Но Моррис сказал, что это-то как раз хорошо: разливное молоко – дело для покупателя опасное.
– Иные бакалейщики снимали сливки, а в бидон добавляли воды и продавали как обычное молоко.
Он рассказал Фрэнку, на какие хитрости пускались бакалейщики.
– Иной бакалейщик покупал два сорта нерасфасованных кофейных зерен или два бочонка масла – один низкого сорта, а другой среднего, а потом примешивал и то и другое к высшему.
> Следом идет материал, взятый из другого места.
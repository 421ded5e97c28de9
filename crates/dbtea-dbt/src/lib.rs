//! dbt project access
//!
//! This crate handles:
//! - Locating the dbt project and reading dbt_project.yml
//! - Parsing target artifacts (manifest.json and friends)
//! - Collecting model schemas from schema YAML files
//! - Running dbt CLI commands

pub mod manifest;
pub mod packages;
pub mod project;
pub mod runner;
pub mod schema_files;

pub use manifest::{ColumnDefinition, Manifest, ManifestMetadata, ManifestNode, NodeConfig};
pub use packages::{declared_packages, require_codegen, CODEGEN_PACKAGES, PACKAGES_FILE};
pub use project::{locate_project, locate_project_from, Artifact, DbtProject, DBT_PROJECT_FILE};
pub use runner::{DbtCommand, DbtFlag, DbtOutput, DbtRunner};
pub use schema_files::{model_schemas_from_yaml, models_in_file, parse_yaml_file};
//! dbt model schema to LookML view translation
//!
//! Each model becomes one view record. Columns are split into dimensions and
//! dimension groups, every field gets a `${TABLE}.<column>` SQL reference,
//! `looker_*`/`lookml_*` meta keys are promoted to view properties, and
//! anything LookML would reject is dropped and reported.
//!
//! Output records are built fresh from borrowed input; the input slice is
//! never modified.

use dbtea_core::{ColumnSchema, Diagnostic, DiagnosticCode, ModelSchema, Severity};
use serde::Serialize;
use serde_json::{Map, Value};
use std::collections::HashSet;

use crate::properties::{is_dimension_group_type, DimensionProperty, ViewProperty};
use crate::types::{is_time_data_type, lookml_type_for};

/// Prefix of every synthesized field SQL reference
pub const TABLE_REFERENCE: &str = "${TABLE}.";

/// Meta key prefixes promoted to view properties
pub const META_PREFIXES: &[&str] = &["looker_", "lookml_"];

/// The one warehouse type grouped by default; matched exactly
pub const TIMESTAMP_FIELD_TYPE: &str = "timestamp";

/// Receives diagnostics as the translator produces them
pub trait TranslationObserver {
    fn observe(&mut self, diagnostic: &Diagnostic);
}

impl<F: FnMut(&Diagnostic)> TranslationObserver for F {
    fn observe(&mut self, diagnostic: &Diagnostic) {
        self(diagnostic)
    }
}

/// Forwards diagnostics to `tracing`
#[derive(Debug, Clone, Copy, Default)]
pub struct TracingObserver;

impl TranslationObserver for TracingObserver {
    fn observe(&mut self, diagnostic: &Diagnostic) {
        match diagnostic.severity {
            Severity::Info => tracing::debug!(code = %diagnostic.code, "{}", diagnostic.message),
            Severity::Warn => tracing::warn!(code = %diagnostic.code, "{}", diagnostic.message),
            Severity::Error => tracing::error!(code = %diagnostic.code, "{}", diagnostic.message),
        }
    }
}

/// A dimension or dimension group
#[derive(Debug, Clone, PartialEq, Serialize)]
#[serde(transparent)]
pub struct FieldRecord {
    properties: Map<String, Value>,
}

impl FieldRecord {
    pub fn get(&self, property: DimensionProperty) -> Option<&Value> {
        self.properties.get(property.as_str())
    }

    pub fn name(&self) -> Option<&str> {
        self.get(DimensionProperty::Name).and_then(Value::as_str)
    }

    pub fn sql(&self) -> Option<&str> {
        self.get(DimensionProperty::Sql).and_then(Value::as_str)
    }

    pub fn keys(&self) -> impl Iterator<Item = &str> {
        self.properties.keys().map(String::as_str)
    }
}

/// A LookML view
#[derive(Debug, Clone, PartialEq, Serialize)]
#[serde(transparent)]
pub struct ViewRecord {
    properties: Map<String, Value>,
}

impl ViewRecord {
    pub fn get(&self, property: ViewProperty) -> Option<&Value> {
        self.properties.get(property.as_str())
    }

    pub fn name(&self) -> Option<&str> {
        self.get(ViewProperty::Name).and_then(Value::as_str)
    }

    pub fn sql_table_name(&self) -> Option<&str> {
        self.get(ViewProperty::SqlTableName).and_then(Value::as_str)
    }

    /// Field records listed under `dimensions`
    pub fn dimensions(&self) -> Vec<&Map<String, Value>> {
        self.field_list(ViewProperty::Dimensions)
    }

    /// Field records listed under `dimension_groups`
    pub fn dimension_groups(&self) -> Vec<&Map<String, Value>> {
        self.field_list(ViewProperty::DimensionGroups)
    }

    pub fn keys(&self) -> impl Iterator<Item = &str> {
        self.properties.keys().map(String::as_str)
    }

    /// View as a JSON object
    pub fn to_value(&self) -> Value {
        Value::Object(self.properties.clone())
    }

    fn field_list(&self, property: ViewProperty) -> Vec<&Map<String, Value>> {
        self.get(property)
            .and_then(Value::as_array)
            .map(|fields| fields.iter().filter_map(Value::as_object).collect())
            .unwrap_or_default()
    }
}

/// Result of a translation run
///
/// Serializes as `{"views": [...]}`; diagnostics stay out of the document.
#[derive(Debug, Clone, PartialEq, Serialize)]
pub struct Translation {
    /// Views, in input order
    pub views: Vec<ViewRecord>,

    /// Every property dropped or decision taken along the way
    #[serde(skip)]
    pub diagnostics: Vec<Diagnostic>,
}

impl Translation {
    /// `{"views": [...]}` document
    pub fn to_value(&self) -> Value {
        let views = self.views.iter().map(ViewRecord::to_value).collect();
        let mut document = Map::new();
        document.insert("views".to_string(), Value::Array(views));
        Value::Object(document)
    }

    /// Properties that were dropped for failing an allow-list
    pub fn stripped_properties(&self) -> Vec<&Diagnostic> {
        self.diagnostics
            .iter()
            .filter(|d| d.code.is_stripped_property())
            .collect()
    }
}

/// Translation switches; all off by default
#[derive(Debug, Clone, Copy, Default, PartialEq, Eq)]
pub struct TranslateOptions {
    /// Derive a LookML `type` from `data_type` for columns without one
    pub infer_types: bool,

    /// Treat zip/postal code columns as `zipcode` when inferring types
    pub include_postal_code: bool,

    /// Prefix `sql_table_name` with the model's `database`/`schema`
    pub qualify_table_names: bool,

    /// Also bucket warehouse time types (`datetime`, `TIMESTAMP_NTZ`,
    /// `timestamp(6)`, ...) into `dimension_groups`
    pub group_warehouse_time_types: bool,
}

/// Converts dbt model schemas into LookML view records
#[derive(Debug, Clone, Default)]
pub struct SchemaTranslator {
    options: TranslateOptions,
}

impl SchemaTranslator {
    pub fn new() -> Self {
        Self::default()
    }

    pub fn with_options(options: TranslateOptions) -> Self {
        Self { options }
    }

    pub fn options(&self) -> TranslateOptions {
        self.options
    }

    /// Translate `models` into views, reporting each diagnostic to `observer`
    pub fn translate(
        &self,
        models: &[ModelSchema],
        observer: &mut dyn TranslationObserver,
    ) -> Translation {
        let mut diagnostics = Vec::new();
        let mut emit = |diagnostic: Diagnostic| {
            observer.observe(&diagnostic);
            diagnostics.push(diagnostic);
        };

        let mut seen = HashSet::new();
        let mut views = Vec::with_capacity(models.len());

        for model in models {
            if let Some(name) = model.name.as_deref() {
                if !seen.insert(name) {
                    emit(
                        Diagnostic::new(
                            DiagnosticCode::LookmlDuplicateViewName,
                            Severity::Warn,
                            format!("Multiple models translate to a view named {}", name),
                        )
                        .with_view(Some(name)),
                    );
                }
            }

            views.push(self.translate_model(model, &mut emit));
        }

        Translation { views, diagnostics }
    }

    fn translate_model(&self, model: &ModelSchema, emit: &mut dyn FnMut(Diagnostic)) -> ViewRecord {
        let view_name = model.name.as_deref();
        let mut candidate = Map::new();

        if let Some(name) = &model.name {
            candidate.insert("name".to_string(), Value::String(name.clone()));
        }
        if let Some(table) = self.sql_table_name(model) {
            candidate.insert("sql_table_name".to_string(), Value::String(table));
        }
        if let Some(alias) = &model.alias {
            candidate.insert("alias".to_string(), Value::String(alias.clone()));
        }
        for (key, value) in &model.extra {
            if !candidate.contains_key(key) {
                candidate.insert(key.clone(), value.clone());
            }
        }
        if let Some(meta) = &model.meta {
            candidate.insert("meta".to_string(), Value::Object(meta.clone()));
        }

        if let Some(columns) = &model.columns {
            let mut dimensions = Vec::new();
            let mut dimension_groups = Vec::new();

            for column in columns {
                let (field, is_group) = self.translate_column(column, view_name, emit);
                if is_group {
                    dimension_groups.push(Value::Object(field.properties));
                } else {
                    dimensions.push(Value::Object(field.properties));
                }
            }

            candidate.insert("dimensions".to_string(), Value::Array(dimensions));
            candidate.insert("dimension_groups".to_string(), Value::Array(dimension_groups));
        }

        if let Some(meta) = &model.meta {
            for (key, value) in meta {
                if let Some(property) = strip_meta_prefix(key) {
                    candidate.insert(property.to_string(), value.clone());
                }
            }
        }

        let mut properties = Map::new();
        for (key, value) in candidate {
            if ViewProperty::is_valid(&key) {
                properties.insert(key, value);
            } else {
                emit(
                    Diagnostic::new(
                        DiagnosticCode::LookmlInvalidViewProperty,
                        Severity::Info,
                        format!(
                            "Removing property invalid for LookML for view {}: {}",
                            view_name.unwrap_or("<unnamed>"),
                            key
                        ),
                    )
                    .with_view(view_name)
                    .with_property(key),
                );
            }
        }

        ViewRecord { properties }
    }

    fn translate_column(
        &self,
        column: &ColumnSchema,
        view_name: Option<&str>,
        emit: &mut dyn FnMut(Diagnostic),
    ) -> (FieldRecord, bool) {
        let mut properties = Map::new();
        properties.insert("name".to_string(), Value::String(column.name.clone()));

        let field_type = match (&column.column_type, column.data_type()) {
            (Some(explicit), _) => Some(explicit.clone()),
            (None, Some(data_type)) if self.options.infer_types => {
                let inferred =
                    lookml_type_for(&column.name, data_type, self.options.include_postal_code);
                emit(
                    Diagnostic::new(
                        DiagnosticCode::LookmlInferredFieldType,
                        Severity::Info,
                        format!(
                            "Field {} with data type {} mapped to LookML type {}",
                            column.name, data_type, inferred
                        ),
                    )
                    .with_view(view_name)
                    .with_field(column.name.clone()),
                );
                Some(inferred.to_string())
            }
            _ => None,
        };
        if let Some(field_type) = &field_type {
            properties.insert("type".to_string(), Value::String(field_type.clone()));
        }

        for (key, value) in &column.extra {
            if DimensionProperty::is_valid(key) {
                properties.insert(key.clone(), value.clone());
            } else {
                emit(
                    Diagnostic::new(
                        DiagnosticCode::LookmlInvalidDimensionProperty,
                        Severity::Info,
                        format!(
                            "Removing property invalid for LookML for dimension {}.{}: {}",
                            view_name.unwrap_or("<unnamed>"),
                            column.name,
                            key
                        ),
                    )
                    .with_view(view_name)
                    .with_field(column.name.clone())
                    .with_property(key.clone()),
                );
            }
        }

        properties.insert(
            "sql".to_string(),
            Value::String(format!("{}{}", TABLE_REFERENCE, column.name)),
        );

        let is_group = field_type
            .as_deref()
            .is_some_and(|t| self.buckets_as_dimension_group(t));
        (FieldRecord { properties }, is_group)
    }

    /// `time`/`duration`, the exact `timestamp` type, and with
    /// `group_warehouse_time_types` any warehouse time type
    fn buckets_as_dimension_group(&self, field_type: &str) -> bool {
        is_dimension_group_type(field_type)
            || field_type == TIMESTAMP_FIELD_TYPE
            || (self.options.group_warehouse_time_types && is_time_data_type(field_type))
    }

    /// `alias`, falling back to `name`; optionally schema-qualified
    fn sql_table_name(&self, model: &ModelSchema) -> Option<String> {
        let table = model.alias.as_ref().or(model.name.as_ref())?;

        if !self.options.qualify_table_names {
            return Some(table.clone());
        }

        let parts: Vec<&str> = ["database", "schema"]
            .iter()
            .filter_map(|key| model.extra.get(*key).and_then(Value::as_str))
            .filter(|part| !part.is_empty())
            .chain(std::iter::once(table.as_str()))
            .collect();
        Some(parts.join("."))
    }
}


/// `looker_label` -> `label`; `None` for keys without a LookML prefix
fn strip_meta_prefix(key: &str) -> Option<&str> {
    META_PREFIXES
        .iter()
        .find_map(|prefix| key.strip_prefix(prefix))
}

/// Translate with default options, logging diagnostics through `tracing`
pub fn translate(models: &[ModelSchema]) -> Translation {
    SchemaTranslator::new().translate(models, &mut TracingObserver)
}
Так что покупатель платил за высший сорт, а получал средний, вот и вся премудрость.
Фрэнк засмеялся.
– Пари держу, покупатели потом ходили и говорили, насколько масло высшего сорта вкуснее среднего.
– Обжуливать людей – это дело нетрудное, – сказал Моррис.
– Моррис, а почему вы сами ничего такого не делаете? Ведь выручка у вас – кот наплакал.
Моррис удивленно взглянул на Фрэнка.
– Зачем это я буду обворовывать своих покупателей? Ведь они же у меня не воруют.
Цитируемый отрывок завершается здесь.